5 Questions With Hayes Carll About His Satisfying New Album, ‘You Get It All’

by Jim Casey
5-questions-with-hayes-carll-about-satisfying-new-album-you-get-it-all

Texas-to-Tennessee transplant Hayes Carll released his new studio album, You Get It All, on October 29. And yeah, it’s enjoyable. I already have it in my Top 10 Albums of 2021 (probably Top 5).

The new project features 11 songs that Hayes co-wrote—with a bevy of top tunesmiths, including Brandy Clark (“In the Mean Time”), John and TJ Osborne of Brothers Osborne (“Nice Things”), and Waylon Payne (“The Way I Love You”), among others. Allison Moorer, who has three songwriting cuts (and married Hayes in 2019), co-produced the album with guitar whiz Kenny Greenberg.

Outsider caught up to the proud son of Texas to ask him 5 Questions about his satisfying new album.
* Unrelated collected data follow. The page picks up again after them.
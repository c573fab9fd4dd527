use serde::{Deserialize, Serialize};

use super::wire;

#[derive(Debug, Clone, PartialEq, Eq, Serialize, Deserialize)]
pub struct UserProfile {
    #[serde(
        default,
        alias = "_id",
        deserialize_with = "wire::opt_string_or_number",
        skip_serializing_if = "Option::is_none"
    )]
    pub id: Option<String>,
    #[serde(default, skip_serializing_if = "Option::is_none")]
    pub name: Option<String>,
    #[serde(default)]
    pub username: String,
}

impl UserProfile {
    pub fn display_name(&self) -> &str {
        self.name.as_deref().unwrap_or(&self.username)
    }
}

/// Bearer token plus the profile it was issued for.
///
/// Library code never looks this up on its own; callers load it and pass it
/// to whatever needs to authenticate.
#[derive(Debug, Clone, PartialEq, Eq, Serialize, Deserialize)]
pub struct Session {
    pub token: String,
    pub user: UserProfile,
}

impl Session {
    pub fn new(token: impl Into<String>, user: UserProfile) -> Self {
        Self {
            token: token.into(),
            user,
        }
    }
}

/// Login/register response. Backends disagree on whether the profile is
/// nested under `user` or sits next to the token.
#[derive(Debug, Clone, Deserialize)]
#[serde(untagged)]
pub enum AuthResponse {
    Nested {
        token: String,
        user: UserProfile,
    },
    Flat {
        token: String,
        #[serde(flatten)]
        user: UserProfile,
    },
}

impl From<AuthResponse> for Session {
    fn from(response: AuthResponse) -> Self {
        match response {
            AuthResponse::Nested { token, user } | AuthResponse::Flat { token, user } => {
                Session::new(token, user)
            }
        }
    }
}
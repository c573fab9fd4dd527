use std::collections::BTreeMap;

use serde::{Deserialize, Serialize};
use thiserror::Error;

/// Per-field messages keyed by the form field name.
pub type FieldErrors = BTreeMap<String, String>;

pub const MIN_USERNAME_LEN: usize = 4;
pub const MIN_PASSWORD_LEN: usize = 6;

/// Client-side validation failure, surfaced next to the offending inputs.
#[derive(Debug, Clone, PartialEq, Eq, Error)]
#[error("{message}")]
pub struct FormError {
    pub message: String,
    pub field_errors: FieldErrors,
}

impl FormError {
    pub fn new(message: impl Into<String>) -> Self {
        Self {
            message: message.into(),
            field_errors: FieldErrors::new(),
        }
    }

    pub fn field(field: &str, message: impl Into<String>) -> Self {
        let message = message.into();
        let mut field_errors = FieldErrors::new();
        field_errors.insert(field.to_string(), message.clone());
        Self { message, field_errors }
    }

    fn from_fields(message: &str, field_errors: FieldErrors) -> Result<(), Self> {
        if field_errors.is_empty() {
            Ok(())
        } else {
            Err(Self {
                message: message.to_string(),
                field_errors,
            })
        }
    }
}

#[derive(Debug, Clone, Default, Serialize, Deserialize)]
pub struct LoginForm {
    pub username: String,
    pub password: String,
}

impl LoginForm {
    pub fn new(username: impl Into<String>, password: impl Into<String>) -> Self {
        Self {
            username: username.into(),
            password: password.into(),
        }
    }

    pub fn validate(&self) -> Result<(), FormError> {
        if self.username.trim().is_empty() || self.password.trim().is_empty() {
            return Err(FormError::new("Please fill in all fields"));
        }
        Ok(())
    }
}

#[derive(Debug, Clone, Default)]
pub struct RegisterForm {
    pub name: String,
    pub username: String,
    pub password: String,
    pub confirm_password: String,
}

/// Body of `POST /auth/register`; the confirmation never leaves the client.
#[derive(Debug, Clone, Serialize, Deserialize)]
pub struct RegisterRequest {
    pub name: String,
    pub username: String,
    pub password: String,
}

impl RegisterForm {
    pub fn validate(&self) -> Result<(), FormError> {
        let mut errors = FieldErrors::new();

        if self.name.trim().is_empty() {
            errors.insert("name".into(), "Name is required".into());
        }

        if self.username.trim().is_empty() {
            errors.insert("username".into(), "Username is required".into());
        } else if self.username.chars().count() < MIN_USERNAME_LEN {
            errors.insert(
                "username".into(),
                format!("Username must be at least {} characters", MIN_USERNAME_LEN),
            );
        }

        if self.password.is_empty() {
            errors.insert("password".into(), "Password is required".into());
        } else if self.password.chars().count() < MIN_PASSWORD_LEN {
            errors.insert(
                "password".into(),
                format!("Password must be at least {} characters", MIN_PASSWORD_LEN),
            );
        }

        if self.password != self.confirm_password {
            errors.insert("confirm_password".into(), "Passwords do not match".into());
        }

        FormError::from_fields("Please fix the errors in the form", errors)
    }

    pub fn to_request(&self) -> RegisterRequest {
        RegisterRequest {
            name: self.name.clone(),
            username: self.username.clone(),
            password: self.password.clone(),
        }
    }
}

#[cfg(test)]
mod tests {
    use super::*;

    fn register(name: &str, username: &str, password: &str, confirm: &str) -> RegisterForm {
        RegisterForm {
            name: name.into(),
            username: username.into(),
            password: password.into(),
            confirm_password: confirm.into(),
        }
    }

    #[test]
    fn login_requires_both_fields() {
        assert!(LoginForm::new("alice", "secret").validate().is_ok());
        let err = LoginForm::new("  ", "secret").validate().unwrap_err();
        assert_eq!(err.message, "Please fill in all fields");
        assert!(LoginForm::new("alice", "   ").validate().is_err());
    }

    #[test]
    fn register_accepts_valid_form() {
        assert!(register("Alice", "alice", "secret1", "secret1").validate().is_ok());
    }

    #[test]
    fn register_collects_every_field_error() {
        let err = register(" ", "abc", "12345", "54321").validate().unwrap_err();
        assert_eq!(err.message, "Please fix the errors in the form");
        assert_eq!(err.field_errors["name"], "Name is required");
        assert_eq!(err.field_errors["username"], "Username must be at least 4 characters");
        assert_eq!(err.field_errors["password"], "Password must be at least 6 characters");
        assert_eq!(err.field_errors["confirm_password"], "Passwords do not match");
    }

    #[test]
    fn register_reports_missing_password_once() {
        let err = register("Alice", "alice", "", "").validate().unwrap_err();
        assert_eq!(err.field_errors.len(), 1);
        assert_eq!(err.field_errors["password"], "Password is required");
    }

    #[test]
    fn register_request_drops_confirmation() {
        let body = serde_json::to_value(register("A", "alice", "secret1", "secret1").to_request()).unwrap();
        assert!(body.get("confirm_password").is_none());
        assert_eq!(body["username"], "alice");
    }
}
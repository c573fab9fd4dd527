pub mod list;
pub mod status;

pub use list::{
    classify_stock, compute_total_value, derive_visible_list, ProductListViewModel, ViewState,
};
pub use status::{StatusKind, StatusMessage};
1. Your music has always been steeped in your ability to find commonality, with both your lyrics and your delivery (really evident in your live shows). Does this album fit that mold? 

Hayes Carll: On a lot of these songs, I’m looking for common ground. I try to give the benefit of the doubt when I don’t understand and try to be humble when I do. Like a lot of folks, I’m just trying to figure things out for myself. And I’ve been using songwriting more and more as a way to do that. I’ve always loved the Todd Snider quote: “I don’t write these songs to change anybody’s mind, I write them to ease my own.” 

2. You co-wrote every song on the album—no solo cuts. Do you feel co-writing brings out the best in you now, as opposed to albums like ‘Little Rock,’ ‘Trouble in Mind,’ ‘KMAG YOYO,’ where you had a lot of solo cuts? 

Hayes Carll: When I started making up songs, I didn’t really know anything about co-writing. As time has gone on, I’ve gotten more comfortable with it. And I enjoy learning from other writers, as well as the alchemy that is created when you get two different points of view in a room and try.  

3. Was the new album a product of the pandemic, in the sense you co-wrote the songs during that span? 

Hayes Carll: I started a lot—and finished some—of these songs pre-pandemic. On a few of the songs, the majority of the writing was done either immediately leading up to, or in, the recording studio. I’m almost always tweaking lyrically up to the last minute. And things are always happening in the studio that I couldn’t have predicted, which sometimes changes the tone. 

4. You recently said your ‘first and most formative influences came from country music.’ Who were those influences, and how are they evident on the new album? 

Hayes Carll: My two first musical memories were hearing “Blue Eyes Crying in the Rain” in the backseat of my parents’ car, and dancing to Johnny Cash singing “Ring of Fire” in Galveston, Texas. Country music was everywhere. My first tape was Kenny Rogers Greatest Hits, and songs like “Lucille,” “Coward of the County,” and “The Gambler” made a huge impression on me. I think it showed up on this record in that I slowed down and took my time to tell the stories and sing the songs. I wasn’t rushed. One thing that has fortunately come from all these years of singing and record making has been some confidence in my abilities. 

5. You’ve been making music for 20—or so—years now. Do you feel like you know who you are as a musician at this point in your career or are you still discovering things about yourself as an artist?

Hayes Carll: It’s a bit of both. I’m pretty comfortable with where I’m at. And I have a good sense of what I do well and not so well. But the opportunity to try new things and push myself is exciting to me. 

I don’t have a specific goal for my songs. But I do know I would like to keep pushing to get better as a writer and as a musician. I feel really lucky to get to do this with my life. And I’d like to maximize whatever time and talent I have. There’s a million things out there to listen to. So if I can just get folks to listen to this record for a minute, that would be a win. But it would be cool if anyone found these songs relatable, or even if they just made them smile.